市販されているセルには様々な種類があります。ガラス製、石英製、プラスチック製という材質の違うもの、5mm、10mm、20mm、50mmという光路長の違うもの、キャピラリーセル、フローセルという形状の違うもの等が挙げられます。
測定したい波長の透過率が高いなど、目的に合わせてセルを選択することはもちろん重要です。さらに、ロット番号の同じセルを使用する、セルを使用する向きを揃える、セルホルダの奥まで固定し、同じ位置で測定するなどといった工夫が、セルの透過率を一定にし、精度の高い測定を可能にします。

たとえ適切なセルを選び、ベースライン測定を正確に行ったとしても、溶媒に吸収があるとスペクトルに影響が出ることがあります。
図5はその一例ですが、紫外部に吸収を持つ水酸化ナトリウム溶液に、カフェインを溶かして測定を行ったものです。極端な場合、青と緑のスペクトルの違いが現れます。注意したいのは、緑のスペクトルを見て、「200nm付近のピークで定量が出来る」という誤解をする危険があることです。実は、日本薬局方にもこの偽ピークが載っています。
試料の濃度を変え、ピークの大きさの変化を確認すれば、試料のピークかどうかの判断はつきます。しかし、公的に規格されていて、ほとんど不合格にならない試料を測り続けていると、誤りに気づくことができません。従って、分析法を作る最初の段階での溶媒選択が非常に重要なのです。

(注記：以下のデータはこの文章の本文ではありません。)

//! Command-line surface

pub mod commands;

use std::path::PathBuf;

use anyhow::Result;
use clap::{ArgAction, Args, Parser, Subcommand};

use crate::config::{Config, StorageTarget};

#[derive(Parser, Debug)]
#[command(
    name = "certqr",
    version,
    about = "Generate certificate-verification QR codes in a student spreadsheet and export them to PDF"
)]
pub struct Cli {
    /// More log output (-v info, -vv debug, -vvv trace)
    #[arg(short, long, action = ArgAction::Count, global = true)]
    pub verbose: u8,

    /// Less log output
    #[arg(short, long, action = ArgAction::Count, global = true)]
    pub quiet: u8,

    /// Config file to use instead of the default location
    #[arg(long, value_name = "PATH", global = true)]
    pub config: Option<PathBuf>,

    #[command(subcommand)]
    pub command: Commands,
}

#[derive(Subcommand, Debug)]
pub enum Commands {
    /// Write a verification QR code next to every student row
    Generate(GenerateArgs),
    /// Remove every QR code from the sheet
    Clear(ClearArgs),
    /// Export columns A to I as a PDF and store it
    Export(ExportArgs),
    /// Inspect or create the config file
    #[command(subcommand)]
    Config(ConfigCommands),
}

/// Which sheet to work on
#[derive(Args, Debug, Clone, Default)]
pub struct SourceArgs {
    /// Local .xlsx workbook instead of a Google spreadsheet
    #[arg(long, value_name = "PATH", conflicts_with = "spreadsheet")]
    pub xlsx: Option<PathBuf>,

    /// Google spreadsheet ID or URL (defaults to google.spreadsheet_id)
    #[arg(long, value_name = "ID")]
    pub spreadsheet: Option<String>,

    /// Sheet name (defaults to the first sheet)
    #[arg(long, value_name = "NAME")]
    pub sheet: Option<String>,

    /// Where to save the updated workbook (defaults to <name>_qr.xlsx)
    #[arg(long, value_name = "PATH", requires = "xlsx", conflicts_with = "in_place")]
    pub output: Option<PathBuf>,

    /// Overwrite the input workbook
    #[arg(long, requires = "xlsx")]
    pub in_place: bool,
}

#[derive(Args, Debug)]
pub struct GenerateArgs {
    #[command(flatten)]
    pub source: SourceArgs,

    /// Print the QR URLs without touching the sheet
    #[arg(long)]
    pub dry_run: bool,

    /// Also write a CSV listing every generated QR code
    #[arg(long, value_name = "CSV")]
    pub report: Option<PathBuf>,
}

#[derive(Args, Debug)]
pub struct ClearArgs {
    #[command(flatten)]
    pub source: SourceArgs,

    /// Do not ask for confirmation
    #[arg(short = 'y', long)]
    pub yes: bool,
}

#[derive(Args, Debug)]
pub struct ExportArgs {
    /// Google spreadsheet ID or URL (defaults to google.spreadsheet_id)
    #[arg(long, value_name = "ID")]
    pub spreadsheet: Option<String>,

    /// Sheet name (defaults to the first sheet)
    #[arg(long, value_name = "NAME")]
    pub sheet: Option<String>,

    /// Where to store the PDF (defaults to storage.target)
    #[arg(long, value_enum)]
    pub store: Option<StorageTarget>,

    /// Folder for --store local (defaults to storage.folder)
    #[arg(long, value_name = "PATH")]
    pub folder: Option<PathBuf>,

    /// Do not ask for confirmation
    #[arg(short = 'y', long)]
    pub yes: bool,
}

#[derive(Subcommand, Debug)]
pub enum ConfigCommands {
    /// Print the config file location
    Path,
    /// Print the effective configuration
    Show,
    /// Write a config file with default values
    Init,
}

/// Log level from the -v/-q counts; warn by default
pub fn log_level(verbose: u8, quiet: u8) -> log::LevelFilter {
    match 2 + verbose as i16 - quiet as i16 {
        i16::MIN..=0 => log::LevelFilter::Off,
        1 => log::LevelFilter::Error,
        2 => log::LevelFilter::Warn,
        3 => log::LevelFilter::Info,
        4 => log::LevelFilter::Debug,
        _ => log::LevelFilter::Trace,
    }
}

pub async fn run(cli: Cli) -> Result<()> {
    let (config, config_path) = Config::load(cli.config.as_deref())?;
    log::debug!("Config: {}", config_path.display());

    match cli.command {
        Commands::Generate(args) => commands::generate::handle_generate(args, &config).await,
        Commands::Clear(args) => commands::clear::handle_clear(args, &config).await,
        Commands::Export(args) => commands::export::handle_export(args, &config).await,
        Commands::Config(cmd) => commands::config::handle_config(cmd, &config, &config_path),
    }
}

では、溶媒のスペクトルはどのように測定すれば良いでしょうか。図6の青色のスペクトルは、試料室を空にしてベースラインを測定後、試料側にのみ10mmセルをおいて水を測定した例です。セルによる光の吸収、反射をキャンセルできないため、可視域でも透過率が80%程度と、実際よりも透過率が低くなります。
そこで、より正確な溶媒のスペクトルを測るために、「吸光度が光路長に比例する」という法則を利用します。対照側に10mm、試料側に20mmのセルを置いて測定すれば、光路長の差である10mmで測定した場合と同様の結果が図6の緑色のスペクトルとして得られます。このように対照側に手を加えることで、溶媒のようなブランクが無い試料でも測定することが出来ます。

光電子増倍管の感度は、検出器にかかる電圧によって決定します。電圧の調整は検出器に入射する光量に依存し、光量が減少すると電圧が高くなり、感度が上昇します。
光電子増倍管は、試料側、対照側光束ともに検出しているので、対照側光束を透過率1%程度のNDフィルタで減光することにより検出器の感度を上げることができます。
この方法は吸光度3以上の試料に対して有効です。図8で明らかなように、減光無しに比べてノイズが少なく、高感度に測定できることが分かります。